Records for this task Block Start

use serde_json::{json, Value};
use std::sync::{Arc, Mutex};
use std::time::Duration;
use tokio::sync::mpsc;
use tokio::time::timeout;

use freshview::kernel::event::ConnectionStatus;
use freshview::stream::{channel, ConnectionManager, ReconnectPolicy, Subscription, TransportError};

fn policy() -> ReconnectPolicy {
    ReconnectPolicy { max_attempts: 5, delay: Duration::from_millis(1000) }
}

fn forward(tx: mpsc::UnboundedSender<Value>) -> impl FnMut(&Value) + Send + 'static {
    move |data| {
        let _ = tx.send(data.clone());
    }
}

#[tokio::test(start_paused = true)]
async fn test_handlers_receive_named_events() {
    let (feed, transport) = channel();
    let mut conn = ConnectionManager::new(transport, policy());
    let (tx, mut rx) = mpsc::unbounded_channel();
    let _sub = conn.subscribe("sensor_update", forward(tx));

    conn.open().await.unwrap();
    assert_eq!(*conn.status().borrow(), ConnectionStatus::Connected);

    feed.emit("welcome", json!({"message": "hi"}));
    feed.emit("sensor_update", json!({"patch_id": 1}));

    let got = timeout(Duration::from_secs(1), rx.recv()).await.unwrap().unwrap();
    assert_eq!(got, json!({"patch_id": 1}), "Only the subscribed event name is delivered");
    conn.close().await;
}

#[tokio::test(start_paused = true)]
async fn test_no_handler_runs_after_close() {
    let (feed, transport) = channel();
    let mut conn = ConnectionManager::new(transport, policy());
    let (tx, mut rx) = mpsc::unbounded_channel();
    let sub = conn.subscribe("sensor_update", forward(tx));

    conn.open().await.unwrap();
    conn.close().await;
    assert_eq!(conn.handler_count(), 0);
    assert!(!conn.is_open());
    assert_eq!(*conn.status().borrow(), ConnectionStatus::Disconnected);

    feed.emit("sensor_update", json!({"late": true}));
    tokio::time::sleep(Duration::from_secs(5)).await;
    assert!(rx.try_recv().is_err(), "Handler invoked after close");

    // Dropping a subscription after close is harmless
    drop(sub);
}

#[tokio::test(start_paused = true)]
async fn test_transport_drop_reconnects_and_keeps_handlers() {
    let (feed, transport) = channel();
    let mut conn = ConnectionManager::new(transport, policy());
    let (tx, mut rx) = mpsc::unbounded_channel();
    let _sub = conn.subscribe("sensor_update", forward(tx));
    conn.open().await.unwrap();

    // 1. Sever the connection, then keep emitting
    feed.refuse_connects(1);
    feed.drop_connection();
    feed.emit("sensor_update", json!({"n": 1}));

    // 2. First retry is refused, second succeeds and delivery resumes
    let got = timeout(Duration::from_secs(5), rx.recv()).await.unwrap().unwrap();
    assert_eq!(got, json!({"n": 1}));
    assert_eq!(*conn.status().borrow(), ConnectionStatus::Connected);
    assert_eq!(conn.handler_count(), 1, "Reconnect must not duplicate or drop handlers");
    conn.close().await;
}

#[tokio::test(start_paused = true)]
async fn test_subscription_drop_unregisters() {
    let (_feed, transport) = channel();
    let conn = ConnectionManager::new(transport, policy());
    let a = conn.subscribe("sensor_update", |_| {});
    let b = conn.subscribe("sensor_update", |_| {});
    assert_eq!(conn.handler_count(), 2);
    assert_ne!(a.id(), b.id());

    a.unsubscribe();
    assert_eq!(conn.handler_count(), 1);
    drop(b);
    assert_eq!(conn.handler_count(), 0);
}

#[tokio::test(start_paused = true)]
async fn test_open_gives_up_after_retry_budget() {
    let (feed, transport) = channel();
    feed.refuse_connects(10);
    let mut conn = ConnectionManager::new(transport, policy());

    let err = conn.open().await.unwrap_err();
    assert!(matches!(err, TransportError::Connect(_)));
    assert_eq!(*conn.status().borrow(), ConnectionStatus::Failed);
    assert!(!conn.is_open());

    // Budget is per attempt run: a later open tries again
    feed.refuse_connects(0);
    conn.open().await.unwrap();
    assert_eq!(*conn.status().borrow(), ConnectionStatus::Connected);
    conn.close().await;
}

#[tokio::test(start_paused = true)]
async fn test_feed_end_marks_failed() {
    let (feed, transport) = channel();
    let mut conn = ConnectionManager::new(transport, policy());
    let mut status = conn.status();
    conn.open().await.unwrap();

    drop(feed);
    status.wait_for(|s| *s == ConnectionStatus::Failed).await.unwrap();
    conn.close().await;
}

#[tokio::test(start_paused = true)]
async fn test_handler_may_drop_its_own_subscription() {
    let (feed, transport) = channel();
    let mut conn = ConnectionManager::new(transport, policy());
    let (tx, mut rx) = mpsc::unbounded_channel();

    // One-shot handler: unsubscribes itself on first delivery
    let slot: Arc<Mutex<Option<Subscription>>> = Arc::new(Mutex::new(None));
    let own = slot.clone();
    let sub = conn.subscribe("sensor_update", move |data| {
        let _ = tx.send(data.clone());
        drop(own.lock().unwrap().take());
    });
    *slot.lock().unwrap() = Some(sub);
    conn.open().await.unwrap();

    feed.emit("sensor_update", json!({"n": 1}));
    feed.emit("sensor_update", json!({"n": 2}));

    let first = timeout(Duration::from_secs(1), rx.recv()).await.unwrap().unwrap();
    assert_eq!(first, json!({"n": 1}));
    tokio::time::sleep(Duration::from_secs(1)).await;
    assert!(rx.try_recv().is_err(), "Handler ran after dropping its subscription");
    assert_eq!(conn.handler_count(), 0);
    conn.close().await;
}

Records for this task Block End

Line by line, copy the data above.

use serde_json::{json, Value};
use std::sync::{Arc, Mutex};
use std::time::Duration;
use tokio::sync::mpsc;
use tokio::time::timeout;

use freshview::kernel::event::ConnectionStatus;
use freshview::stream::{channel, ConnectionManager, ReconnectPolicy, Subscription, TransportError};

fn policy() -> ReconnectPolicy {
    ReconnectPolicy { max_attempts: 5, delay: Duration::from_millis(1000) }
}

fn forward(tx: mpsc::UnboundedSender<Value>) -> impl FnMut(&Value) + Send + 'static {
    move |data| {
        let _ = tx.send(data.clone());
    }
}

#[tokio::test(start_paused = true)]
async fn test_handlers_receive_named_events() {
    let (feed, transport) = channel();
    let mut conn = ConnectionManager::new(transport, policy());
    let (tx, mut rx) = mpsc::unbounded_channel();
    let _sub = conn.subscribe("sensor_update", forward(tx));

    conn.open().await.unwrap();
    assert_eq!(*conn.status().borrow(), ConnectionStatus::Connected);

    feed.emit("welcome", json!({"message": "hi"}));
    feed.emit("sensor_update", json!({"patch_id": 1}));

    let got = timeout(Duration::from_secs(1), rx.recv()).await.unwrap().unwrap();
    assert_eq!(got, json!({"patch_id": 1}), "Only the subscribed event name is delivered");
    conn.close().await;
}

#[tokio::test(start_paused = true)]
async fn test_no_handler_runs_after_close() {
    let (feed, transport) = channel();
    let mut conn = ConnectionManager::new(transport, policy());
    let (tx, mut rx) = mpsc::unbounded_channel();
    let sub = conn.subscribe("sensor_update", forward(tx));

    conn.open().await.unwrap();
    conn.close().await;
    assert_eq!(conn.handler_count(), 0);
    assert!(!conn.is_open());
    assert_eq!(*conn.status().borrow(), ConnectionStatus::Disconnected);

    feed.emit("sensor_update", json!({"late": true}));
    tokio::time::sleep(Duration::from_secs(5)).await;
    assert!(rx.try_recv().is_err(), "Handler invoked after close");

    // Dropping a subscription after close is harmless
    drop(sub);
}

#[tokio::test(start_paused = true)]
async fn test_transport_drop_reconnects_and_keeps_handlers() {
    let (feed, transport) = channel();
    let mut conn = ConnectionManager::new(transport, policy());
    let (tx, mut rx) = mpsc::unbounded_channel();
    let _sub = conn.subscribe("sensor_update", forward(tx));
    conn.open().await.unwrap();

    // 1. Sever the connection, then keep emitting
    feed.refuse_connects(1);
    feed.drop_connection();
    feed.emit("sensor_update", json!({"n": 1}));

    // 2. First retry is refused, second succeeds and delivery resumes
    let got = timeout(Duration::from_secs(5), rx.recv()).await.unwrap().unwrap();
    assert_eq!(got, json!({"n": 1}));
    assert_eq!(*conn.status().borrow(), ConnectionStatus::Connected);
    assert_eq!(conn.handler_count(), 1, "Reconnect must not duplicate or drop handlers");
    conn.close().await;
}

#[tokio::test(start_paused = true)]
async fn test_subscription_drop_unregisters() {
    let (_feed, transport) = channel();
    let conn = ConnectionManager::new(transport, policy());
    let a = conn.subscribe("sensor_update", |_| {});
    let b = conn.subscribe("sensor_update", |_| {});
    assert_eq!(conn.handler_count(), 2);
    assert_ne!(a.id(), b.id());

    a.unsubscribe();
    assert_eq!(conn.handler_count(), 1);
    drop(b);
    assert_eq!(conn.handler_count(), 0);
}

#[tokio::test(start_paused = true)]
async fn test_open_gives_up_after_retry_budget() {
    let (feed, transport) = channel();
    feed.refuse_connects(10);
    let mut conn = ConnectionManager::new(transport, policy());

    let err = conn.open().await.unwrap_err();
    assert!(matches!(err, TransportError::Connect(_)));
    assert_eq!(*conn.status().borrow(), ConnectionStatus::Failed);
    assert!(!conn.is_open());

    // Budget is per attempt run: a later open tries again
    feed.refuse_connects(0);
    conn.open().await.unwrap();
    assert_eq!(*conn.status().borrow(), ConnectionStatus::Connected);
    conn.close().await;
}

#[tokio::test(start_paused = true)]
async fn test_feed_end_marks_failed() {
    let (feed, transport) = channel();
    let mut conn = ConnectionManager::new(transport, policy());
    let mut status = conn.status();
    conn.open().await.unwrap();

    drop(feed);
    status.wait_for(|s| *s == ConnectionStatus::Failed).await.unwrap();
    conn.close().await;
}

#[tokio::test(start_paused = true)]
async fn test_handler_may_drop_its_own_subscription() {
    let (feed, transport) = channel();
    let mut conn = ConnectionManager::new(transport, policy());
    let (tx, mut rx) = mpsc::unbounded_channel();

    // One-shot handler: unsubscribes itself on first delivery
    let slot: Arc<Mutex<Option<Subscription>>> = Arc::new(Mutex::new(None));
    let own = slot.clone();
    let sub = conn.subscribe("sensor_update", move |data| {
        let _ = tx.send(data.clone());
        drop(own.lock().unwrap().take());
    });
    *slot.lock().unwrap() = Some(sub);
    conn.open().await.unwrap();

    feed.emit("sensor_update", json!({"n": 1}));
    feed.emit("sensor_update", json!({"n": 2}));

    let first = timeout(Duration::from_secs(1), rx.recv()).await.unwrap().unwrap();
    assert_eq!(first, json!({"n": 1}));
    tokio::time::sleep(Duration::from_secs(1)).await;
    assert!(rx.try_recv().is_err(), "Handler ran after dropping its subscription");
    assert_eq!(conn.handler_count(), 0);
    conn.close().await;
}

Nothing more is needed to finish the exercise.